Growth of the 8325-4 (black line; •), 8325-4 ΔgapA (gray line; ▪), 8325-4 ΔgapB (dashed line; ▴), and 8325-4 ΔgapA ΔgapB (dotted line; X) strains in TSB without the addition of any additional carbon source (A) or with the addition of 0.056% pyruvate (B) or 0.75% glucose (C), added at time zero. Growth of the same strains, indicated as above, was measured in TM medium without the addition of an additional carbon source (D) and with the addition of 0.056% pyruvate (E) or 1% glucose (F), added at time zero. Cultures were grown at 37°C with aeration, and growth was measured as the optical density of the culture at 600 nm. Experiments were repeated a minimum of three times on different days, and the data presented are the average of three repeats, with error bars indicating the standard deviations.

FIG. 3.

(A) Flow chart indicating where the various carbon sources can enter glycolysis and gluconeogenesis during carbon metabolism. (B) Graph showing the level of growth of the 8325-4, 8325-4 ΔgapA, 8325-4 ΔgapB, and 8325-4 ΔgapA ΔgapB strains after a 5-h incubation in TM medium supplemented with an additional carbon source. Cultures were grown at 37°C with aeration, and growth was measured as the optical density of the culture at 600 nm.

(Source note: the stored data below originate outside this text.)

//! Error types for program-schema ingestion.

use thiserror::Error;

/// Errors raised while converting host-parser JSON into arena nodes.
#[derive(Error, Debug, Clone, PartialEq, Eq)]
pub enum AstError {
    /// The JSON value is not an object with a `type` field
    #[error("Malformed node: {reason}")]
    Malformed { reason: String },

    /// A `type` tag this schema does not define
    #[error("Unsupported node type: {node_type}")]
    UnsupportedNode { node_type: String },

    /// A required field is absent or has the wrong JSON shape
    #[error("Node {node_type} is missing field {field}")]
    MissingField {
        node_type: String,
        field: &'static str,
    },

    /// An operator token outside the language subset
    #[error("Unknown operator: {operator}")]
    UnknownOperator { operator: String },

    /// A property form the language subset does not admit
    #[error("Unsupported property kind: {kind}")]
    UnsupportedProperty { kind: String },
}

impl AstError {
    /// Creates a malformed-node error.
    pub fn malformed<S: Into<String>>(reason: S) -> Self {
        Self::Malformed {
            reason: reason.into(),
        }
    }

    /// Creates a missing-field error.
    pub fn missing_field<S: Into<String>>(node_type: S, field: &'static str) -> Self {
        Self::MissingField {
            node_type: node_type.into(),
            field,
        }
    }

    /// Creates an unknown-operator error.
    pub fn unknown_operator<S: Into<String>>(operator: S) -> Self {
        Self::UnknownOperator {
            operator: operator.into(),
        }
    }
}

/// Result type for schema ingestion.
pub type AstResult<T> = std::result::Result<T, AstError>;
/// Applies a binary operator. `Err` carries a user error value.
pub(crate) fn apply_binary(
    interp: &Interpreter,
    op: BinaryOp,
    l: &Value,
    r: &Value,
) -> Result<Value, Value> {
    Ok(match op {
        BinaryOp::Add => {
            let lp = l.to_primitive(PrimitiveHint::Default);
            let rp = r.to_primitive(PrimitiveHint::Default);
            if matches!(lp, Value::Str(_)) || matches!(rp, Value::Str(_)) {
                Value::Str(format!("{}{}", lp.to_js_string(), rp.to_js_string()))
            } else {
                Value::Number(lp.to_number() + rp.to_number())
            }
        }
        BinaryOp::Sub => Value::Number(l.to_number() - r.to_number()),
        BinaryOp::Mul => Value::Number(l.to_number() * r.to_number()),
        BinaryOp::Div => Value::Number(l.to_number() / r.to_number()),
        BinaryOp::Mod => Value::Number(l.to_number() % r.to_number()),
        BinaryOp::Eq => Value::Bool(l.loose_equals(r)),
        BinaryOp::Ne => Value::Bool(!l.loose_equals(r)),
        BinaryOp::StrictEq => Value::Bool(l.strict_equals(r)),
        BinaryOp::StrictNe => Value::Bool(!l.strict_equals(r)),
        BinaryOp::Lt | BinaryOp::Gt | BinaryOp::Le | BinaryOp::Ge => {
            let lp = l.to_primitive(PrimitiveHint::Number);
            let rp = r.to_primitive(PrimitiveHint::Number);
            if let (Value::Str(ls), Value::Str(rs)) = (&lp, &rp) {
                Value::Bool(match op {
                    BinaryOp::Lt => ls < rs,
                    BinaryOp::Gt => ls > rs,
                    BinaryOp::Le => ls <= rs,
                    _ => ls >= rs,
                })
            } else {
                let ln = lp.to_number();
                let rn = rp.to_number();
                if ln.is_nan() || rn.is_nan() {
                    Value::Bool(false)
                } else {
                    Value::Bool(match op {
                        BinaryOp::Lt => ln < rn,
                        BinaryOp::Gt => ln > rn,
                        BinaryOp::Le => ln <= rn,
                        _ => ln >= rn,
                    })
                }
            }
        }
        BinaryOp::BitAnd => Value::Number(f64::from(to_int32(l.to_number()) & to_int32(r.to_number()))),
        BinaryOp::BitOr => Value::Number(f64::from(to_int32(l.to_number()) | to_int32(r.to_number()))),
        BinaryOp::BitXor => Value::Number(f64::from(to_int32(l.to_number()) ^ to_int32(r.to_number()))),
        BinaryOp::Shl => Value::Number(f64::from(
            to_int32(l.to_number()) << (to_uint32(r.to_number()) & 31),
        )),
        BinaryOp::Shr => Value::Number(f64::from(
            to_int32(l.to_number()) >> (to_uint32(r.to_number()) & 31),
        )),
        BinaryOp::UShr => Value::Number(f64::from(
            to_uint32(l.to_number()) >> (to_uint32(r.to_number()) & 31),
        )),
        BinaryOp::In => match r {
            Value::Object(obj) => Value::Bool(object::has_property(obj, &l.to_js_string())),
            _ => {
                return Err(interp.new_error_value(
                    "TypeError",
                    "Cannot use 'in' operator on a non-object",
                ))
            }
        },
        BinaryOp::Instanceof => {
            let Some(func) = r.as_object() else {
                return Err(
                    interp.new_error_value("TypeError", "Right-hand side of 'instanceof' is not callable")
                );
            };
            if func.borrow().class() != ClassTag::Function {
                return Err(
                    interp.new_error_value("TypeError", "Right-hand side of 'instanceof' is not callable")
                );
            }
            let proto = object::get_property(func, "prototype");
            let Some(Value::Object(proto)) = proto else {
                return Err(interp.new_error_value(
                    "TypeError",
                    "Function has non-object prototype in 'instanceof'",
                ));
            };
            match l {
                Value::Object(obj) => Value::Bool(object::proto_chain_contains(obj, &proto)),
                _ => Value::Bool(false),
            }
        }
    })
}
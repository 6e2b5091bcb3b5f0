//! Statement states: programs, blocks, declarations, and the abrupt-raising
//! statements.

use burrow_ast::{NodeIx, NodeKind};

use crate::error::EngineResult;
use crate::scope::populate_scope;
use crate::thread::Abrupt;
use crate::value::Value;

use super::{Next, StepCx};

pub(super) fn program(cx: &mut StepCx<'_>, body: Vec<NodeIx>) -> EngineResult<Next> {
    let state = cx.state()?;
    if state.phase == 0 {
        let node = state.node;
        let scope = state.scope.clone();
        populate_scope(cx.interp, node, &scope)?;
        cx.state_mut()?.phase = 1;
    }
    let index = cx.state()?.index as usize;
    if index < body.len() {
        cx.state_mut()?.index += 1;
        cx.push_child(body[index])
    } else {
        cx.finish()
    }
}

pub(super) fn block(cx: &mut StepCx<'_>, body: Vec<NodeIx>) -> EngineResult<Next> {
    let index = cx.state()?.index as usize;
    if index < body.len() {
        cx.state_mut()?.index += 1;
        cx.push_child(body[index])
    } else {
        cx.finish()
    }
}

pub(super) fn expression_stmt(cx: &mut StepCx<'_>, expression: NodeIx) -> EngineResult<Next> {
    if cx.state()?.phase == 0 {
        cx.state_mut()?.phase = 1;
        return cx.push_child(expression);
    }
    let value = cx.pop_value()?;
    cx.interp.thread_mut(cx.tid)?.result = value;
    cx.finish()
}

pub(super) fn var_decl(cx: &mut StepCx<'_>, declarations: Vec<NodeIx>) -> EngineResult<Next> {
    let index = cx.state()?.index as usize;
    if index < declarations.len() {
        cx.state_mut()?.index += 1;
        cx.push_child(declarations[index])
    } else {
        cx.finish()
    }
}

pub(super) fn var_declarator(
    cx: &mut StepCx<'_>,
    id: NodeIx,
    init: Option<NodeIx>,
) -> EngineResult<Next> {
    if cx.state()?.phase == 0 {
        match init {
            Some(init) => {
                cx.state_mut()?.phase = 1;
                return cx.push_child(init);
            }
            // The hoisting pass already declared the name.
            None => return cx.finish(),
        }
    }
    let value = cx.pop_value()?;
    let name = cx.interp.identifier_name(id)?;
    let scope = cx.scope()?;
    if !scope.set_existing(&name, value.clone()) {
        scope.declare_set(name, value);
    }
    cx.finish()
}

pub(super) fn if_stmt(
    cx: &mut StepCx<'_>,
    test: NodeIx,
    consequent: NodeIx,
    alternate: Option<NodeIx>,
) -> EngineResult<Next> {
    match cx.state()?.phase {
        0 => {
            cx.state_mut()?.phase = 1;
            cx.push_child(test)
        }
        1 => {
            let taken = cx.pop_value()?.to_boolean();
            cx.state_mut()?.phase = 2;
            if taken {
                cx.push_child(consequent)
            } else if let Some(alternate) = alternate {
                cx.push_child(alternate)
            } else {
                cx.finish()
            }
        }
        _ => cx.finish(),
    }
}

pub(super) fn labeled(cx: &mut StepCx<'_>, label: String, body: NodeIx) -> EngineResult<Next> {
    // A matching labeled break was intercepted by the dispatcher.
    let pending_break = matches!(
        &cx.interp.thread(cx.tid)?.pending,
        Some(Abrupt::Break(_))
    );
    if pending_break {
        cx.take_pending()?;
        return cx.finish();
    }
    if cx.state()?.phase == 0 {
        cx.state_mut()?.phase = 1;
        cx.state_mut()?.label = Some(label.clone());
        let next = cx.push_child(body)?;
        if let Some(child) = next {
            let loops = matches!(
                &cx.interp.ast().node(body).kind,
                NodeKind::WhileStatement { .. }
                    | NodeKind::DoWhileStatement { .. }
                    | NodeKind::ForStatement { .. }
                    | NodeKind::ForInStatement { .. }
            );
            if loops {
                cx.interp.states_mut().get_mut(child)?.label = Some(label);
            }
        }
        return Ok(next);
    }
    cx.finish()
}

pub(super) fn return_stmt(cx: &mut StepCx<'_>, argument: Option<NodeIx>) -> EngineResult<Next> {
    if cx.state()?.phase == 0 {
        if let Some(argument) = argument {
            cx.state_mut()?.phase = 1;
            return cx.push_child(argument);
        }
        cx.set_pending(Abrupt::Return(Value::Undefined))?;
        return cx.propagate();
    }
    let value = cx.pop_value()?;
    cx.set_pending(Abrupt::Return(value))?;
    cx.propagate()
}

pub(super) fn throw_stmt(cx: &mut StepCx<'_>, argument: NodeIx) -> EngineResult<Next> {
    if cx.state()?.phase == 0 {
        cx.state_mut()?.phase = 1;
        return cx.push_child(argument);
    }
    let value = cx.pop_value()?;
    cx.set_pending(Abrupt::Throw(value))?;
    cx.propagate()
}

pub(super) fn break_stmt(cx: &mut StepCx<'_>, label: Option<String>) -> EngineResult<Next> {
    cx.set_pending(Abrupt::Break(label))?;
    cx.propagate()
}

pub(super) fn continue_stmt(cx: &mut StepCx<'_>, label: Option<String>) -> EngineResult<Next> {
    cx.set_pending(Abrupt::Continue(label))?;
    cx.propagate()
}
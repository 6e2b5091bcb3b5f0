//! Ingestion of ESTree-shaped JSON into the node arena.
//!
//! Host parsers hand programs over as JSON. This module validates the shape
//! against the language subset and appends the nodes to an [`AstArena`].

use serde_json::Value as Json;

use crate::error::{AstError, AstResult};
use crate::node::{
    AssignOp, AstArena, BinaryOp, LitValue, LogicalOp, NodeIx, NodeKind, UnaryOp, UpdateOp,
};

impl AstArena {
    /// Loads one parsed program, returning the index of its `Program` node.
    ///
    /// On error the arena may contain already-appended child nodes; they are
    /// unreachable garbage and harmless, the caller simply discards the load.
    pub fn load_estree(&mut self, json: &Json) -> AstResult<NodeIx> {
        let root = self.load_node(json)?;
        match &self.node(root).kind {
            NodeKind::Program { .. } => Ok(root),
            other => Err(AstError::malformed(format!(
                "top-level node must be Program, got {}",
                other.type_name()
            ))),
        }
    }

    fn load_node(&mut self, json: &Json) -> AstResult<NodeIx> {
        let ty = node_type(json)?;
        let kind = match ty {
            "Program" => NodeKind::Program {
                body: self.load_list(json, ty, "body")?,
            },
            "BlockStatement" => NodeKind::BlockStatement {
                body: self.load_list(json, ty, "body")?,
            },
            "EmptyStatement" => NodeKind::EmptyStatement,
            "ExpressionStatement" => NodeKind::ExpressionStatement {
                expression: self.load_child(json, ty, "expression")?,
            },
            "VariableDeclaration" => NodeKind::VariableDeclaration {
                declarations: self.load_list(json, ty, "declarations")?,
            },
            "VariableDeclarator" => NodeKind::VariableDeclarator {
                id: self.load_child(json, ty, "id")?,
                init: self.load_opt_child(json, "init")?,
            },
            "FunctionDeclaration" => NodeKind::FunctionDeclaration {
                id: self.load_child(json, ty, "id")?,
                params: self.load_list(json, ty, "params")?,
                body: self.load_child(json, ty, "body")?,
            },
            "FunctionExpression" => NodeKind::FunctionExpression {
                id: self.load_opt_child(json, "id")?,
                params: self.load_list(json, ty, "params")?,
                body: self.load_child(json, ty, "body")?,
            },
            "IfStatement" => NodeKind::IfStatement {
                test: self.load_child(json, ty, "test")?,
                consequent: self.load_child(json, ty, "consequent")?,
                alternate: self.load_opt_child(json, "alternate")?,
            },
            "ConditionalExpression" => NodeKind::ConditionalExpression {
                test: self.load_child(json, ty, "test")?,
                consequent: self.load_child(json, ty, "consequent")?,
                alternate: self.load_child(json, ty, "alternate")?,
            },
            "WhileStatement" => NodeKind::WhileStatement {
                test: self.load_child(json, ty, "test")?,
                body: self.load_child(json, ty, "body")?,
            },
            "DoWhileStatement" => NodeKind::DoWhileStatement {
                body: self.load_child(json, ty, "body")?,
                test: self.load_child(json, ty, "test")?,
            },
            "ForStatement" => NodeKind::ForStatement {
                init: self.load_opt_child(json, "init")?,
                test: self.load_opt_child(json, "test")?,
                update: self.load_opt_child(json, "update")?,
                body: self.load_child(json, ty, "body")?,
            },
            "ForInStatement" => NodeKind::ForInStatement {
                left: self.load_child(json, ty, "left")?,
                right: self.load_child(json, ty, "right")?,
                body: self.load_child(json, ty, "body")?,
            },
            "BreakStatement" => NodeKind::BreakStatement {
                label: label_of(json)?,
            },
            "ContinueStatement" => NodeKind::ContinueStatement {
                label: label_of(json)?,
            },
            "ReturnStatement" => NodeKind::ReturnStatement {
                argument: self.load_opt_child(json, "argument")?,
            },
            "ThrowStatement" => NodeKind::ThrowStatement {
                argument: self.load_child(json, ty, "argument")?,
            },
            "TryStatement" => NodeKind::TryStatement {
                block: self.load_child(json, ty, "block")?,
                handler: self.load_opt_child(json, "handler")?,
                finalizer: self.load_opt_child(json, "finalizer")?,
            },
            "CatchClause" => NodeKind::CatchClause {
                param: self.load_child(json, ty, "param")?,
                body: self.load_child(json, ty, "body")?,
            },
            "SwitchStatement" => NodeKind::SwitchStatement {
                discriminant: self.load_child(json, ty, "discriminant")?,
                cases: self.load_list(json, ty, "cases")?,
            },
            "SwitchCase" => NodeKind::SwitchCase {
                test: self.load_opt_child(json, "test")?,
                consequent: self.load_list(json, ty, "consequent")?,
            },
            "LabeledStatement" => NodeKind::LabeledStatement {
                label: identifier_name(field(json, ty, "label")?)?,
                body: self.load_child(json, ty, "body")?,
            },
            "Identifier" => NodeKind::Identifier {
                name: identifier_name(json)?,
            },
            "Literal" => NodeKind::Literal {
                value: literal_value(json)?,
            },
            "ThisExpression" => NodeKind::ThisExpression,
            "ObjectExpression" => NodeKind::ObjectExpression {
                properties: self.load_list(json, ty, "properties")?,
            },
            "Property" => {
                let kind = json.get("kind").and_then(Json::as_str).unwrap_or("init");
                if kind != "init" {
                    return Err(AstError::UnsupportedProperty {
                        kind: kind.to_string(),
                    });
                }
                NodeKind::Property {
                    key: property_key(field(json, ty, "key")?)?,
                    value: self.load_child(json, ty, "value")?,
                }
            }
            "ArrayExpression" => {
                let raw = field(json, ty, "elements")?
                    .as_array()
                    .ok_or_else(|| AstError::missing_field(ty, "elements"))?
                    .clone();
                let mut elements = Vec::with_capacity(raw.len());
                for element in &raw {
                    if element.is_null() {
                        elements.push(None);
                    } else {
                        elements.push(Some(self.load_node(element)?));
                    }
                }
                NodeKind::ArrayExpression { elements }
            }
            "MemberExpression" => NodeKind::MemberExpression {
                object: self.load_child(json, ty, "object")?,
                property: self.load_child(json, ty, "property")?,
                computed: json
                    .get("computed")
                    .and_then(Json::as_bool)
                    .unwrap_or(false),
            },
            "CallExpression" => NodeKind::CallExpression {
                callee: self.load_child(json, ty, "callee")?,
                arguments: self.load_list(json, ty, "arguments")?,
            },
            "NewExpression" => NodeKind::NewExpression {
                callee: self.load_child(json, ty, "callee")?,
                arguments: self.load_list(json, ty, "arguments")?,
            },
            "AssignmentExpression" => NodeKind::AssignmentExpression {
                operator: operator(json, ty, AssignOp::from_token)?,
                left: self.load_child(json, ty, "left")?,
                right: self.load_child(json, ty, "right")?,
            },
            "BinaryExpression" => NodeKind::BinaryExpression {
                operator: operator(json, ty, BinaryOp::from_token)?,
                left: self.load_child(json, ty, "left")?,
                right: self.load_child(json, ty, "right")?,
            },
            "LogicalExpression" => NodeKind::LogicalExpression {
                operator: operator(json, ty, LogicalOp::from_token)?,
                left: self.load_child(json, ty, "left")?,
                right: self.load_child(json, ty, "right")?,
            },
            "UnaryExpression" => NodeKind::UnaryExpression {
                operator: operator(json, ty, UnaryOp::from_token)?,
                argument: self.load_child(json, ty, "argument")?,
            },
            "UpdateExpression" => NodeKind::UpdateExpression {
                operator: operator(json, ty, UpdateOp::from_token)?,
                prefix: json.get("prefix").and_then(Json::as_bool).unwrap_or(false),
                argument: self.load_child(json, ty, "argument")?,
            },
            "SequenceExpression" => NodeKind::SequenceExpression {
                expressions: self.load_list(json, ty, "expressions")?,
            },
            other => {
                return Err(AstError::UnsupportedNode {
                    node_type: other.to_string(),
                })
            }
        };
        Ok(self.push(kind))
    }

    fn load_child(&mut self, json: &Json, ty: &str, name: &'static str) -> AstResult<NodeIx> {
        self.load_node(field(json, ty, name)?)
    }

    fn load_opt_child(&mut self, json: &Json, name: &str) -> AstResult<Option<NodeIx>> {
        match json.get(name) {
            None | Some(Json::Null) => Ok(None),
            Some(child) => Ok(Some(self.load_node(child)?)),
        }
    }

    fn load_list(&mut self, json: &Json, ty: &str, name: &'static str) -> AstResult<Vec<NodeIx>> {
        let items = field(json, ty, name)?
            .as_array()
            .ok_or_else(|| AstError::missing_field(ty, name))?
            .clone();
        let mut out = Vec::with_capacity(items.len());
        for item in &items {
            out.push(self.load_node(item)?);
        }
        Ok(out)
    }
}

fn node_type(json: &Json) -> AstResult<&str> {
    json.get("type")
        .and_then(Json::as_str)
        .ok_or_else(|| AstError::malformed("node is not an object with a string `type`"))
}

fn field<'a>(json: &'a Json, ty: &str, name: &'static str) -> AstResult<&'a Json> {
    match json.get(name) {
        Some(value) if !value.is_null() => Ok(value),
        _ => Err(AstError::missing_field(ty, name)),
    }
}

fn identifier_name(json: &Json) -> AstResult<String> {
    if node_type(json)? != "Identifier" {
        return Err(AstError::malformed("expected an Identifier node"));
    }
    json.get("name")
        .and_then(Json::as_str)
        .map(str::to_string)
        .ok_or_else(|| AstError::missing_field("Identifier", "name"))
}

fn label_of(json: &Json) -> AstResult<Option<String>> {
    match json.get("label") {
        None | Some(Json::Null) => Ok(None),
        Some(label) => Ok(Some(identifier_name(label)?)),
    }
}

fn operator<T>(json: &Json, ty: &str, parse: impl Fn(&str) -> Option<T>) -> AstResult<T> {
    let token = json
        .get("operator")
        .and_then(Json::as_str)
        .ok_or_else(|| AstError::missing_field(ty, "operator"))?;
    parse(token).ok_or_else(|| AstError::unknown_operator(token))
}

/// Canonicalizes an object-literal key to its property-name string.
fn property_key(json: &Json) -> AstResult<String> {
    match node_type(json)? {
        "Identifier" => identifier_name(json),
        "Literal" => match json.get("value") {
            Some(Json::String(s)) => Ok(s.clone()),
            Some(Json::Number(n)) => Ok(number_key(n.as_f64().unwrap_or(f64::NAN))),
            _ => Err(AstError::malformed("property key literal must be string or number")),
        },
        other => Err(AstError::malformed(format!(
            "unsupported property key node: {other}"
        ))),
    }
}
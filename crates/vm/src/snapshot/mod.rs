//! World snapshots.
//!
//! A snapshot is an ordered array of JSON records; record 0 is the
//! interpreter root and carries the format version. References between
//! records are `{"#": index}`. Encoding walks the live graph with
//! first-visit numbering; decoding is the standard two-pass
//! stub-then-populate rehydration into a pre-initialized interpreter.

mod decode;
mod encode;
mod record;

pub(crate) use decode::RestoredWorld;

use serde_json::Value as Json;

use crate::error::{DecodeError, EngineResult};
use crate::interp::Interpreter;

/// Current snapshot format version, written into record 0.
pub const SNAPSHOT_VERSION: u64 = 1;

/// Serializes the whole interpreter to a record array.
pub(crate) fn encode(interp: &Interpreter) -> EngineResult<Vec<Json>> {
    encode::encode(interp)
}

/// Rehydrates `interp` from a record array; all-or-nothing.
pub(crate) fn restore(interp: &mut Interpreter, records: &[Json]) -> Result<(), DecodeError> {
    let world = decode::decode_world(interp, records)?;
    interp.install_world(world);
    Ok(())
}
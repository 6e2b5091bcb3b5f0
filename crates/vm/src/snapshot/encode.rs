//! Snapshot encoder.
//!
//! A depth-first walk from the interpreter root assigns every reachable
//! entity its record index on first visit; a second sweep renders the
//! records. Two identically-built worlds therefore produce identical
//! snapshots, and shared substructure is emitted exactly once.

use std::collections::HashMap;

use serde_json::{json, Map as JsonMap, Value as Json};

use crate::error::{EngineError, EngineResult};
use crate::heap::ObjRef;
use crate::interp::Interpreter;
use crate::object::{ClassTag, FunctionSlots, InternalSlots, PropertyAttrs};
use crate::scope::{ScopePolicy, ScopeRef};
use crate::step::StateIx;
use crate::thread::{Abrupt, Blocker, Thread};
use crate::value::Value;

use super::record::{
    encode_abrupt, encode_value, is_excluded, prune_list, reference, EntKey,
};
use super::SNAPSHOT_VERSION;

/// One reachable entity.
#[derive(Debug, Clone)]
enum Ent {
    Interp,
    Ast,
    Registry,
    Obj(ObjRef),
    Scope(ScopeRef),
    State(StateIx),
    Thread(u64),
}

impl Ent {
    fn key(&self) -> EntKey {
        match self {
            Ent::Interp => EntKey::Interp,
            Ent::Ast => EntKey::Ast,
            Ent::Registry => EntKey::Registry,
            Ent::Obj(obj) => EntKey::Obj(obj.ptr_key()),
            Ent::Scope(scope) => EntKey::Scope(scope.ptr_key()),
            Ent::State(ix) => EntKey::State(ix.0),
            Ent::Thread(id) => EntKey::Thread(*id),
        }
    }
}

pub(super) fn encode(interp: &Interpreter) -> EngineResult<Vec<Json>> {
    // Pass one: fix the numbering by traversal order.
    let mut ids: HashMap<EntKey, usize> = HashMap::new();
    let mut order: Vec<Ent> = Vec::new();
    let mut stack = vec![Ent::Interp];
    while let Some(ent) = stack.pop() {
        let key = ent.key();
        if ids.contains_key(&key) {
            continue;
        }
        ids.insert(key, order.len());
        let kids = children(interp, &ent)?;
        order.push(ent);
        for kid in kids.into_iter().rev() {
            if !ids.contains_key(&kid.key()) {
                stack.push(kid);
            }
        }
    }

    // Pass two: render each record with the now-complete index map.
    let mut records = Vec::with_capacity(order.len());
    for (index, ent) in order.iter().enumerate() {
        records.push(render(interp, ent, index, &ids)?);
    }
    log::info!("snapshot encoded: {} records", records.len());
    Ok(records)
}

/// Wraps an object value as a child entity unless its class is excluded.
fn value_child(value: &Value, out: &mut Vec<Ent>) {
    if let Value::Object(obj) = value {
        if !is_excluded(obj.borrow().class()) {
            out.push(Ent::Obj(obj.clone()));
        }
    }
}

fn abrupt_child(abrupt: &Abrupt, out: &mut Vec<Ent>) {
    match abrupt {
        Abrupt::Return(v) | Abrupt::Throw(v) => value_child(v, out),
        _ => {}
    }
}

fn children(interp: &Interpreter, ent: &Ent) -> EngineResult<Vec<Ent>> {
    let mut out = Vec::new();
    match ent {
        Ent::Interp => {
            out.push(Ent::Ast);
            out.push(Ent::Registry);
            out.push(Ent::Scope(interp.global_scope().clone()));
            for (_, proto) in interp.builtins().proto_entries() {
                out.push(Ent::Obj(proto));
            }
            // Killed threads are dead at the next scheduling point; a
            // snapshot taken before that point treats them as gone.
            for thread in interp.threads() {
                if !thread.killed {
                    out.push(Ent::Thread(thread.id.0));
                }
            }
        }
        Ent::Ast => {}
        Ent::Registry => {
            for obj in interp.registry().objects() {
                if !is_excluded(obj.borrow().class()) {
                    out.push(Ent::Obj(obj.clone()));
                }
            }
        }
        Ent::Obj(obj) => {
            let pruned = prune_list(obj.borrow().class());
            {
                let borrowed = obj.borrow();
                if let Some(proto) = borrowed.proto() {
                    out.push(Ent::Obj(proto));
                }
                for (key, prop) in borrowed.props() {
                    if !pruned.contains(&key) {
                        value_child(&prop.value, &mut out);
                    }
                }
                match borrowed.slots() {
                    InternalSlots::Function(FunctionSlots::Declared { scope, .. }) => {
                        out.push(Ent::Scope(scope.clone()));
                    }
                    InternalSlots::Map(entries) => {
                        for (k, v) in entries {
                            value_child(k, &mut out);
                            value_child(v, &mut out);
                        }
                    }
                    InternalSlots::Set(members) => {
                        for m in members {
                            value_child(m, &mut out);
                        }
                    }
                    _ => {}
                }
            }
            // Weak containers compact on observation, which needs &mut.
            let weak_children: Vec<Ent> = {
                let mut borrowed = obj.borrow_mut();
                match borrowed.slots_mut() {
                    InternalSlots::WeakMap(map) => map
                        .iter_live()
                        .into_iter()
                        .flat_map(|(k, v)| {
                            let mut pair = vec![Ent::Obj(k)];
                            value_child(&v, &mut pair);
                            pair
                        })
                        .collect(),
                    InternalSlots::WeakSet(set) => {
                        set.iter_live().into_iter().map(Ent::Obj).collect()
                    }
                    _ => Vec::new(),
                }
            };
            out.extend(weak_children);
        }
        Ent::Scope(scope) => {
            let borrowed = scope.borrow();
            if let Some(parent) = borrowed.parent() {
                out.push(Ent::Scope(parent));
            }
            value_child(&borrowed.this_value(), &mut out);
            for (_, value) in borrowed.vars() {
                value_child(value, &mut out);
            }
        }
        Ent::State(ix) => {
            let state = interp.states().get(*ix)?;
            if let Some(parent) = state.parent {
                out.push(Ent::State(parent));
            }
            out.push(Ent::Scope(state.scope.clone()));
            for value in &state.values {
                value_child(value, &mut out);
            }
            if let Some(saved) = &state.saved {
                abrupt_child(saved, &mut out);
            }
        }
        Ent::Thread(id) => {
            let thread = interp.thread(crate::thread::ThreadId(*id))?;
            if let Some(current) = thread.current {
                out.push(Ent::State(current));
            }
            value_child(&thread.result, &mut out);
            if let Some(pending) = &thread.pending {
                abrupt_child(pending, &mut out);
            }
        }
    }
    Ok(out)
}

Each experiment was repeated three times on different days, and the data presented are averages, with error bars indicating the standard deviations. CoA, coenzyme A.

FIG. 4.

(A) Schematic representation of the glycolytic operon with a ΔgapR mutation, indicating the position of the gapR and gapA probes used for Northern blot analysis. Genes are putative operon regulator (gapR), glyceraldehyde-3-phosphate dehydrogenase (gapA), phosphoglycerate kinase (pgk), triphosphate isomerase (tpi), phosphoglycerate mutase (pgm), and enolase (eno). Northern blot analysis is shown of gapA transcript (B) and gapB transcript (C) expression in response to glucose induction in strain 8325-4 and gapR transcript (D) and gapB transcript (E) expression in response to glucose induction in both wild-type (WT) 8325-4 and 8325-4 ΔgapR strains. Total RNA was extracted from cells grown for 5 h in TM broth with 1% glucose added at time zero (G), 1% glucose added 1 h before cells were harvested (GP), and without glucose (−). Gels presented are representative of experiments that were repeated two times using RNA extracts from cultures grown on different days, with similar results observed each time. Blots were stripped and rehybridized with a control probe (16S) to ensure equal loading of RNA in each case.

FIG. 5.

(A) Growth of 8325-4 and isogenic ΔgapA, ΔgapB, and ΔgapA ΔgapB mutants after 5 h of incubation in TM medium with varied concentrations of glucose. Cultures were grown at 37°C with aeration, and growth was measured as the optical density of the culture at 600 nm. Each experiment was repeated three times on different days, and results are presented as averages with error bars indicating the standard deviations. (B) Effect of the GAPDH mutations on the pathogenesis of S. aureus infection in G. mellonella. The graph indicates the percent viability of infected G. mellonella larvae at 24, 48, and 72 h postinfection with S. aureus 8325-4 wild-type strain and the isogenic ΔgapA, ΔgapB, and ΔgapA ΔgapB mutants. With the PBS negative control, larvae showed 100% survival at all time points. The results from three independent experiments were combined and used to produce survival curves using the Kaplan-Meier method.